++++ DATA RECORDS ++++

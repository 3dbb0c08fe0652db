//! Revoked session tokens, remembered until they would have expired anyway.

use std::collections::HashMap;
use std::sync::Arc;

use parking_lot::Mutex;

#[derive(Clone, Default)]
pub struct TokenBlacklist {
    // jti -> exp (unix seconds)
    inner: Arc<Mutex<HashMap<String, usize>>>,
}

impl TokenBlacklist {
    pub fn new() -> Self {
        Self::default()
    }

    pub fn revoke(&self, jti: &str, expires_at: usize) {
        self.inner.lock().insert(jti.to_string(), expires_at);
    }

    pub fn is_revoked(&self, jti: &str) -> bool {
        self.inner.lock().contains_key(jti)
    }

    /// Drops entries whose tokens expired before `now`; returns how many were dropped.
    pub fn prune_expired(&self, now: usize) -> usize {
        let mut inner = self.inner.lock();
        let before = inner.len();
        inner.retain(|_, expires_at| *expires_at >= now);
        before - inner.len()
    }
}

#[cfg(test)]
mod tests {
    use super::*;

    #[test]
    fn revoked_tokens_are_reported_until_pruned() {
        let blacklist = TokenBlacklist::new();
        blacklist.revoke("a", 100);
        blacklist.revoke("b", 300);
        assert!(blacklist.is_revoked("a"));
        assert!(!blacklist.is_revoked("c"));
        assert_eq!(blacklist.prune_expired(200), 1);
        assert!(!blacklist.is_revoked("a"));
        assert!(blacklist.is_revoked("b"));
    }
}
// src/main.rs - server entry point and user administration
use std::net::SocketAddr;
use std::sync::Arc;
use std::time::Duration;

use clap::{Parser, Subcommand};
use tracing_subscriber::prelude::*;
use tracing_subscriber::{EnvFilter, fmt, reload};

use todo_auto::auth::{Argon2PasswordEncoder, PasswordEncoder};
use todo_auto::config::{self, Config, StorageBackend};
use todo_auto::dao::{DocumentTodoDao, MemoryStore, SqliteStore, TodoDao};
use todo_auto::web::{AppStateInner, create_router};

type BoxError = Box<dyn std::error::Error + Send + Sync + 'static>;

const CLEANUP_INTERVAL: Duration = Duration::from_secs(60);

#[derive(Parser, Debug)]
#[command(name = "todo-auto", version, about = "Multi-user to-do list server")]
struct Cli {
    /// Path to the TOML configuration file
    #[arg(short, long, default_value = "todo.toml")]
    config: String,

    #[command(subcommand)]
    command: Option<Command>,
}

#[derive(Subcommand, Debug)]
enum Command {
    /// Run the HTTP server (default)
    Serve,
    /// Register a user directly in the configured store
    AddUser {
        #[arg(long)]
        username: String,
        #[arg(long)]
        password: String,
    },
}

fn open_dao(config: &Config) -> Result<Arc<dyn TodoDao>, BoxError> {
    let retry = config.storage.retry_policy();
    let dao: Arc<dyn TodoDao> = match config.storage.backend {
        StorageBackend::Memory => {
            tracing::warn!("Using in-memory storage; data is lost on shutdown");
            Arc::new(DocumentTodoDao::new(MemoryStore::new()).with_retry(retry))
        }
        StorageBackend::Sqlite => {
            let store = SqliteStore::open(&config.storage.path)?;
            Arc::new(DocumentTodoDao::new(store).with_retry(retry))
        }
    };
    Ok(dao)
}

async fn shutdown_signal() {
    if let Err(e) = tokio::signal::ctrl_c().await {
        tracing::error!("Failed to listen for shutdown signal: {}", e);
        std::future::pending::<()>().await;
    }
    tracing::info!("Shutdown signal received");
}

async fn serve(config: Config) -> Result<(), BoxError> {
    let dao = open_dao(&config)?;
    let encoder: Arc<dyn PasswordEncoder> = Arc::new(Argon2PasswordEncoder::new());
    let state = AppStateInner::new(dao, encoder, &config.auth);

    // Periodically drop stale rate-limit windows and expired revocations.
    let housekeeping = Arc::clone(&state);
    tokio::spawn(async move {
        let mut ticker = tokio::time::interval(CLEANUP_INTERVAL);
        loop {
            ticker.tick().await;
            let now = chrono::Utc::now().timestamp() as usize;
            let pruned = housekeeping.sweep_expired(now).await;
            if pruned > 0 {
                tracing::debug!(pruned, "pruned expired token revocations");
            }
        }
    });

    let app = create_router(state);
    let listener = tokio::net::TcpListener::bind(&config.server.bind).await?;
    tracing::info!("Web API listening on http://{}", listener.local_addr()?);
    axum::serve(
        listener,
        app.into_make_service_with_connect_info::<SocketAddr>(),
    )
    .with_graceful_shutdown(shutdown_signal())
    .await?;
    tracing::info!("Server stopped");
    Ok(())
}

async fn add_user(config: Config, username: &str, password: &str) -> Result<(), BoxError> {
    let dao = open_dao(&config)?;
    let hash = Argon2PasswordEncoder::new().encode(password)?;
    dao.register_user(username, &hash).await?;
    tracing::info!("Registered user '{}'", username);
    Ok(())
}

/// `RUST_LOG` wins over the configured level.
fn log_filter(rust_log: Option<&str>, configured: &str) -> Result<EnvFilter, BoxError> {
    match rust_log {
        Some(directives) => Ok(EnvFilter::try_new(directives)?),
        None => Ok(EnvFilter::try_new(configured)?),
    }
}

#[tokio::main]
async fn main() -> Result<(), BoxError> {
    let cli = Cli::parse();
    let rust_log = std::env::var("RUST_LOG").ok();

    // Logging comes up before the config is read so load warnings are not lost;
    // the configured level is swapped in afterwards.
    let (filter, filter_handle) = reload::Layer::new(log_filter(rust_log.as_deref(), "info")?);
    tracing_subscriber::registry()
        .with(filter)
        .with(fmt::layer())
        .init();

    tracing::info!("Starting todo-auto {}", env!("CARGO_PKG_VERSION"));
    tracing::info!("Loading configuration from: {}", cli.config);

    let mut config = config::load_config_or_default(&cli.config)?;
    config.apply_env_overrides();
    config.validate()?;
    filter_handle.reload(log_filter(rust_log.as_deref(), &config.logging.level)?)?;

    match cli.command.unwrap_or(Command::Serve) {
        Command::Serve => serve(config).await,
        Command::AddUser { username, password } => add_user(config, &username, &password).await,
    }
}
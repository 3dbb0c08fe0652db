//! Authentication provider trait and the DAO-backed implementation.

pub mod password;

use std::fmt;
use std::sync::Arc;

use async_trait::async_trait;
use thiserror::Error;
use tracing::{debug, warn};

use crate::dao::{TodoDao, TodoError};
pub use password::{Argon2PasswordEncoder, PasswordEncoder, PasswordError};

/// Capability tag attached to an authenticated identity.
#[derive(Debug, Clone, Copy, PartialEq, Eq, Hash)]
pub enum Authority {
    User,
}

impl Authority {
    pub fn as_str(&self) -> &'static str {
        match self {
            Authority::User => "USER",
        }
    }
}

impl fmt::Display for Authority {
    fn fmt(&self, f: &mut fmt::Formatter<'_>) -> fmt::Result {
        f.write_str(self.as_str())
    }
}

#[derive(Debug, Clone, PartialEq, Eq)]
pub struct AuthenticatedIdentity {
    pub username: String,
    pub authorities: Vec<Authority>,
    /// A fresh encoding of the presented credential, for callers migrating hash schemes.
    pub credential_hash: String,
}

#[derive(Debug, Error)]
pub enum AuthError {
    #[error("Bad credentials")]
    BadCredentials,
    #[error("Unknown user: {0}")]
    UnknownIdentity(String),
    #[error("{0}")]
    InternalAuthFailure(String),
}

#[async_trait]
pub trait AuthProvider: Send + Sync + 'static {
    /// `Ok(None)` when no credential was presented; callers treat that as a failed login.
    async fn authenticate(
        &self,
        username: &str,
        credential: Option<&str>,
    ) -> Result<Option<AuthenticatedIdentity>, AuthError>;
}

/// Checks credentials against the password hashes held by a [`TodoDao`].
pub struct DaoAuthProvider {
    dao: Arc<dyn TodoDao>,
    encoder: Arc<dyn PasswordEncoder>,
}

impl DaoAuthProvider {
    pub fn new(dao: Arc<dyn TodoDao>, encoder: Arc<dyn PasswordEncoder>) -> Self {
        Self { dao, encoder }
    }
}

#[async_trait]
impl AuthProvider for DaoAuthProvider {
    async fn authenticate(
        &self,
        username: &str,
        credential: Option<&str>,
    ) -> Result<Option<AuthenticatedIdentity>, AuthError> {
        let Some(credential) = credential.filter(|c| !c.is_empty()) else {
            return Ok(None);
        };

        let stored = match self.dao.get_user_password_hash(username).await {
            Ok(Some(hash)) => hash,
            Ok(None) => {
                warn!(user = username, "stored password hash is missing");
                return Err(AuthError::InternalAuthFailure(
                    "Cannot use stored password (missing)".to_string(),
                ));
            }
            Err(TodoError::UnknownUser(user)) => return Err(AuthError::UnknownIdentity(user)),
            Err(err) => return Err(AuthError::InternalAuthFailure(err.to_string())),
        };

        // Hash verification is CPU-bound.
        let encoder = Arc::clone(&self.encoder);
        let plaintext = credential.to_string();
        let verdict = tokio::task::spawn_blocking(move || -> Result<Option<String>, PasswordError> {
            if !encoder.matches(&plaintext, &stored)? {
                return Ok(None);
            }
            encoder.encode(&plaintext).map(Some)
        })
        .await
        .map_err(|err| AuthError::InternalAuthFailure(err.to_string()))?;

        match verdict {
            Ok(Some(credential_hash)) => {
                debug!(user = username, "credentials accepted");
                Ok(Some(AuthenticatedIdentity {
                    username: username.to_string(),
                    authorities: vec![Authority::User],
                    credential_hash,
                }))
            }
            Ok(None) => Err(AuthError::BadCredentials),
            Err(PasswordError::Malformed(_)) => {
                warn!(user = username, "stored password hash is malformed");
                Err(AuthError::InternalAuthFailure(
                    "Cannot use stored password".to_string(),
                ))
            }
            Err(err) => Err(AuthError::InternalAuthFailure(err.to_string())),
        }
    }
}

#[cfg(test)]
mod tests {
    use super::*;
    use crate::dao::{DocumentStore, DocumentTodoDao, MemoryStore};
    use crate::model::UserDocument;

    async fn provider_with(user: &str, password: &str) -> DaoAuthProvider {
        let encoder: Arc<dyn PasswordEncoder> = Arc::new(Argon2PasswordEncoder::new());
        let dao: Arc<dyn TodoDao> = Arc::new(DocumentTodoDao::new(MemoryStore::new()));
        let hash = encoder.encode(password).unwrap();
        dao.register_user(user, &hash).await.unwrap();
        DaoAuthProvider::new(dao, encoder)
    }

    #[tokio::test]
    async fn valid_credentials_yield_user_identity() {
        let provider = provider_with("alice", "secret").await;
        let identity = provider
            .authenticate("alice", Some("secret"))
            .await
            .unwrap()
            .unwrap();
        assert_eq!(identity.username, "alice");
        assert_eq!(identity.authorities, vec![Authority::User]);
        let encoder = Argon2PasswordEncoder::new();
        assert!(encoder.matches("secret", &identity.credential_hash).unwrap());
    }

    #[tokio::test]
    async fn wrong_password_is_bad_credentials() {
        let provider = provider_with("alice", "secret").await;
        let err = provider
            .authenticate("alice", Some("guess"))
            .await
            .unwrap_err();
        assert!(matches!(err, AuthError::BadCredentials));
    }

    #[tokio::test]
    async fn unknown_user_is_unknown_identity() {
        let provider = provider_with("alice", "secret").await;
        let err = provider
            .authenticate("bob", Some("secret"))
            .await
            .unwrap_err();
        assert!(matches!(err, AuthError::UnknownIdentity(user) if user == "bob"));
    }

    #[tokio::test]
    async fn missing_credential_is_no_result() {
        let provider = provider_with("alice", "secret").await;
        assert!(provider.authenticate("alice", None).await.unwrap().is_none());
        assert!(provider.authenticate("alice", Some("")).await.unwrap().is_none());
    }

    #[tokio::test]
    async fn corrupt_or_absent_hash_is_internal_failure() {
        let store = MemoryStore::new();
        store.insert(UserDocument::new("carol", "garbage")).unwrap();
        store
            .insert(UserDocument {
                username: "dave".to_string(),
                password_hash: None,
                lists: Vec::new(),
            })
            .unwrap();
        let dao: Arc<dyn TodoDao> = Arc::new(DocumentTodoDao::new(store));
        let provider = DaoAuthProvider::new(dao, Arc::new(Argon2PasswordEncoder::new()));

        for user in ["carol", "dave"] {
            let err = provider.authenticate(user, Some("pw")).await.unwrap_err();
            assert!(matches!(err, AuthError::InternalAuthFailure(_)), "{user}");
        }
    }
}
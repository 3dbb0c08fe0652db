//! Multi-user to-do list backend: per-user task lists behind a session-authenticated REST API.

pub mod auth;
pub mod config;
pub mod dao;
pub mod model;
pub mod web;
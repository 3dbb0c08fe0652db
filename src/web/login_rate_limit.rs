use std::net::{IpAddr, SocketAddr};
use std::str::FromStr;

use axum::extract::{ConnectInfo, Request, State};
use axum::http::StatusCode;
use axum::middleware::Next;
use axum::response::Response;
use tracing::warn;

use crate::web::api::AppState;
use crate::web::error::json_error;

/// Address of the caller, stored in request extensions by the login rate limiter.
#[derive(Debug, Clone, Copy, PartialEq, Eq)]
pub struct ClientIp(pub IpAddr);

fn client_ip(req: &Request) -> IpAddr {
    req.extensions()
        .get::<ConnectInfo<SocketAddr>>()
        .map(|info| info.0.ip())
        .or_else(|| {
            req.headers()
                .get("x-forwarded-for")
                .and_then(|h| h.to_str().ok())
                .and_then(|s| s.split(',').next())
                .and_then(|s| IpAddr::from_str(s.trim()).ok())
        })
        .unwrap_or(IpAddr::from([127, 0, 0, 1]))
}

/// Middleware for rate limiting login attempts per IP.
pub async fn login_rate_limit_middleware(
    State(state): State<AppState>,
    mut req: Request,
    next: Next,
) -> Response {
    let ip = client_ip(&req);
    if !state.rate_limiter.check_and_increment(ip).await {
        warn!(%ip, "login rate limit exceeded");
        return json_error("Too many login attempts", StatusCode::TOO_MANY_REQUESTS);
    }
    req.extensions_mut().insert(ClientIp(ip));
    next.run(req).await
}
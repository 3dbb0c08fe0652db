//! Defines the Axum API routes and handlers.

use std::sync::Arc;
use std::time::Duration;

use axum::extract::{Path, Query, State};
use axum::http::StatusCode;
use axum::routing::{get, post, put};
use axum::{Json, Router};
use tracing::warn;

use crate::auth::{AuthProvider, DaoAuthProvider, PasswordEncoder};
use crate::config::AuthConfig;
use crate::dao::{ListSelector, TodoDao, TodoError, TodoResult};
use crate::model::{ListSummary, Task};
use crate::web::models::{
    DeleteTaskParams, DoneParams, ListParam, MainInfoResponse, NewListParams, NewTaskParams,
    RenameListRequest, UpdateTaskRequest,
};
use crate::web::rate_limiter::RateLimiter;
use crate::web::session::{self, RedirectWithError, SessionKeys, SessionUser};
use crate::web::token_blacklist::TokenBlacklist;

pub struct AppStateInner {
    pub dao: Arc<dyn TodoDao>,
    pub auth_provider: Box<dyn AuthProvider>,
    pub password_encoder: Arc<dyn PasswordEncoder>,
    pub sessions: SessionKeys,
    pub token_blacklist: TokenBlacklist,
    pub rate_limiter: RateLimiter,
    pub login_failure: RedirectWithError,
    pub register_failure: RedirectWithError,
}
pub type AppState = Arc<AppStateInner>;

impl AppStateInner {
    /// Wires the DAO-backed authenticator, session keys and login limiter from `config`.
    pub fn new(
        dao: Arc<dyn TodoDao>,
        password_encoder: Arc<dyn PasswordEncoder>,
        config: &AuthConfig,
    ) -> AppState {
        let auth_provider = Box::new(DaoAuthProvider::new(
            Arc::clone(&dao),
            Arc::clone(&password_encoder),
        ));
        Arc::new(Self {
            dao,
            auth_provider,
            password_encoder,
            sessions: SessionKeys::new(
                config.jwt_secret.as_bytes(),
                Duration::from_secs(config.session_ttl_secs),
            ),
            token_blacklist: TokenBlacklist::new(),
            rate_limiter: RateLimiter::new(
                config.login_max_attempts,
                Duration::from_secs(config.login_window_secs),
            ),
            login_failure: RedirectWithError::new("/login"),
            register_failure: RedirectWithError::new("/register"),
        })
    }

    /// Drops stale login windows and revocations of tokens expired before `now`
    /// (unix seconds); returns how many revocations were dropped.
    pub async fn sweep_expired(&self, now: usize) -> usize {
        self.rate_limiter.cleanup().await;
        self.token_blacklist.prune_expired(now)
    }
}

/// Creates the Axum router with the `/api` endpoints and the public session routes.
pub fn create_router(state: AppState) -> Router {
    let api = Router::new()
        .route("/main", get(main_info))
        .route("/lists", get(lists))
        .route("/lists/new", post(new_list))
        .route("/lists/{id}", put(update_list).delete(delete_list))
        .route("/tasks", get(tasks).delete(delete_task))
        .route("/tasks/new", post(new_task))
        .route("/tasks/{id}", put(update_task))
        .route("/tasks/done/{id}", get(set_task_done));

    Router::new()
        .nest("/api", api)
        .merge(session::routes(&state))
        .with_state(state)
}

/// GET /api/main
async fn main_info(
    State(state): State<AppState>,
    session: SessionUser,
) -> TodoResult<Json<MainInfoResponse>> {
    let user = session.username;
    match state.dao.get_lists(&user).await {
        Ok(lists) => Ok(Json(MainInfoResponse {
            user_name: user,
            lists: Some(lists),
            error: None,
        })),
        Err(err @ TodoError::UnknownUser(_)) => Err(err),
        Err(err) => {
            warn!(user = %user, error = %err, "cannot read lists for main view");
            Ok(Json(MainInfoResponse {
                user_name: user,
                lists: None,
                error: Some(err.to_string()),
            }))
        }
    }
}

/// GET /api/lists
async fn lists(
    State(state): State<AppState>,
    session: SessionUser,
) -> TodoResult<Json<Vec<ListSummary>>> {
    Ok(Json(state.dao.get_lists(&session.username).await?))
}

/// POST /api/lists/new?name=
async fn new_list(
    State(state): State<AppState>,
    session: SessionUser,
    Query(params): Query<NewListParams>,
) -> TodoResult<String> {
    state.dao.create_list(&session.username, &params.name).await
}

/// DELETE /api/lists/{id}
async fn delete_list(
    State(state): State<AppState>,
    session: SessionUser,
    Path(id): Path<String>,
) -> TodoResult<StatusCode> {
    state.dao.delete_list(&session.username, &id).await?;
    Ok(StatusCode::OK)
}

/// PUT /api/lists/{id}
async fn update_list(
    State(state): State<AppState>,
    session: SessionUser,
    Path(id): Path<String>,
    Json(body): Json<RenameListRequest>,
) -> TodoResult<StatusCode> {
    let name = body
        .name
        .ok_or_else(|| TodoError::Validation("Missing new name".to_string()))?;
    state.dao.rename_list(&session.username, &id, &name).await?;
    Ok(StatusCode::OK)
}

/// GET /api/tasks?list=
async fn tasks(
    State(state): State<AppState>,
    session: SessionUser,
    Query(params): Query<ListParam>,
) -> TodoResult<Json<Vec<Task>>> {
    let list = ListSelector::from_param(params.list.as_deref());
    Ok(Json(state.dao.get_tasks(&session.username, &list).await?))
}

/// POST /api/tasks/new?name=&list=
async fn new_task(
    State(state): State<AppState>,
    session: SessionUser,
    Query(params): Query<NewTaskParams>,
) -> TodoResult<String> {
    let list = ListSelector::from_param(params.list.as_deref());
    state
        .dao
        .create_task(&session.username, &list, &params.name)
        .await
}

/// PUT /api/tasks/{id}
async fn update_task(
    State(state): State<AppState>,
    session: SessionUser,
    Path(id): Path<String>,
    Json(body): Json<UpdateTaskRequest>,
) -> TodoResult<StatusCode> {
    let name = body
        .task
        .ok_or_else(|| TodoError::Validation("Missing name".to_string()))?;
    let list = ListSelector::from_param(body.list.as_deref());
    state
        .dao
        .rename_task(&session.username, &list, &id, &name)
        .await?;
    Ok(StatusCode::OK)
}

/// GET /api/tasks/done/{id}?done=&list=
async fn set_task_done(
    State(state): State<AppState>,
    session: SessionUser,
    Path(id): Path<String>,
    Query(params): Query<DoneParams>,
) -> TodoResult<StatusCode> {
    let list = ListSelector::from_param(params.list.as_deref());
    state
        .dao
        .set_task_done(&session.username, &list, &id, params.done)
        .await?;
    Ok(StatusCode::OK)
}

/// DELETE /api/tasks?id=&list=
async fn delete_task(
    State(state): State<AppState>,
    session: SessionUser,
    Query(params): Query<DeleteTaskParams>,
) -> TodoResult<StatusCode> {
    let list = ListSelector::from_param(params.list.as_deref());
    state
        .dao
        .delete_task(&session.username, &list, &params.id)
        .await?;
    Ok(StatusCode::OK)
}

++++

### TASK DETAILS
Reproduce each line from the records that contains the word "Validation".

### TASK RESULT
        .ok_or_else(|| TodoError::Validation("Missing new name".to_string()))?;
        .ok_or_else(|| TodoError::Validation("Missing name".to_string()))?;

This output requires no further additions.